I agree with John Hook’s StateCollege.com opinion piece (‘Differing Opinions Don’t Call for Shaming,’ Nov. 17, 2020) in the sense that we should not ridicule those who hold different opinions from our own. But it is bad faith for him to characterize this ridicule as only going in one direction, from left to right.
On the national level, some standout moments of it going in the other direction are claims that voters on the left will ‘transform their nation into an unlivable hellhole’ (Sean Hannity), that ‘the only good Democrat is a dead Democrat,’ (the president), and that ‘the leaders of today’s Democratic Party…despise this country’ (Tucker Carlson). On a more local level, there were more than a few flags this year that expressed excitement for the sequel to Trump-Pence to ‘make liberals cry again,’ as well as other Trump-Pence flags proudly offering the ‘Christian’ sentiment ‘F— Your Feelings.’ Also, most of the Biden-Harris signs I know of were either stolen or defaced at some point over the last few months. And, more than once while standing in a neighbors yard in front of one, I was heckled from a passing car or truck.
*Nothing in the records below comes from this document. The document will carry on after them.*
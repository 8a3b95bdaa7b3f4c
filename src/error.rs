//! Error types for threadline.

use std::fmt;

use thiserror::Error;

/// A recipient the relay refused during `RCPT TO`.
#[derive(Debug, Clone, PartialEq, Eq)]
pub struct RecipientRefusal {
    /// The refused address.
    pub address: String,
    /// SMTP reply code, if the server sent one.
    pub code: Option<String>,
    /// Server reply text.
    pub message: String,
}

impl fmt::Display for RecipientRefusal {
    fn fmt(&self, f: &mut fmt::Formatter<'_>) -> fmt::Result {
        match &self.code {
            Some(code) => write!(f, "{} ({} {})", self.address, code, self.message),
            None => write!(f, "{} ({})", self.address, self.message),
        }
    }
}

/// Errors raised while delivering notifications or maintaining the message-id table.
#[derive(Debug, Clone, Error)]
pub enum Error {
    /// Configuration error (unreachable relay, bad config file, invalid value, etc.)
    #[error("Configuration error: {0}")]
    Configuration(String),

    /// TLS was requested but the relay does not advertise STARTTLS.
    #[error("TLS enabled but server does not support TLS")]
    TlsUnsupported,

    /// The relay rejected the envelope sender.
    #[error("Sender refused: {address} ({code} {message})")]
    SenderRefused {
        address: String,
        code: String,
        message: String,
    },

    /// The relay rejected every recipient.
    #[error("Recipients refused: {}", format_refusals(.0))]
    RecipientsRefused(Vec<RecipientRefusal>),

    /// The relay rejected the message content.
    #[error("Data rejected: {code} {message}")]
    DataRejected { code: String, message: String },

    /// Any other SMTP failure (authentication, broken session, ...).
    #[error("SMTP error: {0}")]
    Smtp(String),

    /// The stored schema version is newer than this build understands.
    #[error(
        "Schema version of {name} is {stored}, but this build supports only version {expected}; \
         downgrading is not supported"
    )]
    SchemaDowngrade {
        name: String,
        stored: i64,
        expected: i64,
    },

    /// Database failure.
    #[error("Database error: {0}")]
    Database(String),

    /// The composed message could not be parsed.
    #[error("Malformed message: {0}")]
    MalformedMessage(String),

    /// Filesystem failure.
    #[error("I/O error: {0}")]
    Io(String),
}

fn format_refusals(refusals: &[RecipientRefusal]) -> String {
    refusals
        .iter()
        .map(ToString::to_string)
        .collect::<Vec<_>>()
        .join(", ")
}

impl Error {
    /// Create the error raised when the relay cannot be reached.
    pub fn relay_unreachable(reason: impl fmt::Display) -> Self {
        Self::Configuration(format!(
            "SMTP server connection error ({reason}). Please modify \
             [notification] smtp_server or [notification] smtp_port in your configuration."
        ))
    }

    /// True for errors the operator fixes by editing configuration.
    pub fn is_configuration(&self) -> bool {
        matches!(self, Self::Configuration(_) | Self::TlsUnsupported)
    }

    /// True for errors the relay raised during the mail transaction.
    pub fn is_protocol(&self) -> bool {
        matches!(
            self,
            Self::SenderRefused { .. } | Self::RecipientsRefused(_) | Self::DataRejected { .. }
        )
    }
}

impl From<rusqlite::Error> for Error {
    fn from(err: rusqlite::Error) -> Self {
        Self::Database(err.to_string())
    }
}

impl From<std::io::Error> for Error {
    fn from(err: std::io::Error) -> Self {
        Self::Io(err.to_string())
    }
}

impl From<toml::de::Error> for Error {
    fn from(err: toml::de::Error) -> Self {
        Self::Configuration(err.to_string())
    }
}

impl From<mailparse::MailParseError> for Error {
    fn from(err: mailparse::MailParseError) -> Self {
        Self::MalformedMessage(err.to_string())
    }
}

#[cfg(feature = "smtp")]
impl From<lettre::transport::smtp::Error> for Error {
    fn from(err: lettre::transport::smtp::Error) -> Self {
        Self::Smtp(err.to_string())
    }
}

#[cfg(feature = "smtp")]
impl From<lettre::address::AddressError> for Error {
    fn from(err: lettre::address::AddressError) -> Self {
        Self::Configuration(format!("invalid email address: {err}"))
    }
}

#[cfg(test)]
mod tests {
    use super::*;

    #[test]
    fn test_relay_unreachable_names_both_options() {
        let err = Error::relay_unreachable("Connection refused");
        let text = err.to_string();
        assert!(text.contains("[notification] smtp_server"));
        assert!(text.contains("[notification] smtp_port"));
        assert!(text.contains("Connection refused"));
        assert!(err.is_configuration());
    }

    #[test]
    fn test_recipients_refused_lists_each_address() {
        let err = Error::RecipientsRefused(vec![
            RecipientRefusal {
                address: "a@example.com".into(),
                code: Some("550".into()),
                message: "no such user".into(),
            },
            RecipientRefusal {
                address: "b@example.com".into(),
                code: None,
                message: "invalid address".into(),
            },
        ]);
        let text = err.to_string();
        assert!(text.contains("a@example.com (550 no such user)"));
        assert!(text.contains("b@example.com (invalid address)"));
        assert!(err.is_protocol());
        assert!(!err.is_configuration());
    }
}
I don’t doubt Mr. Hook’s sincerity about about his convictions on issues like abortion, the stock market and fracking. But voters for Biden-Harris were just as sincerely concerned about their land (or lack thereof), their incomes (from wages as much as stocks) and the well-being of their families and friends (in all forms of health care and dignified employment). And they also hold these concerns regardless of whether they were being demonized by media personalities or wished dead by their president.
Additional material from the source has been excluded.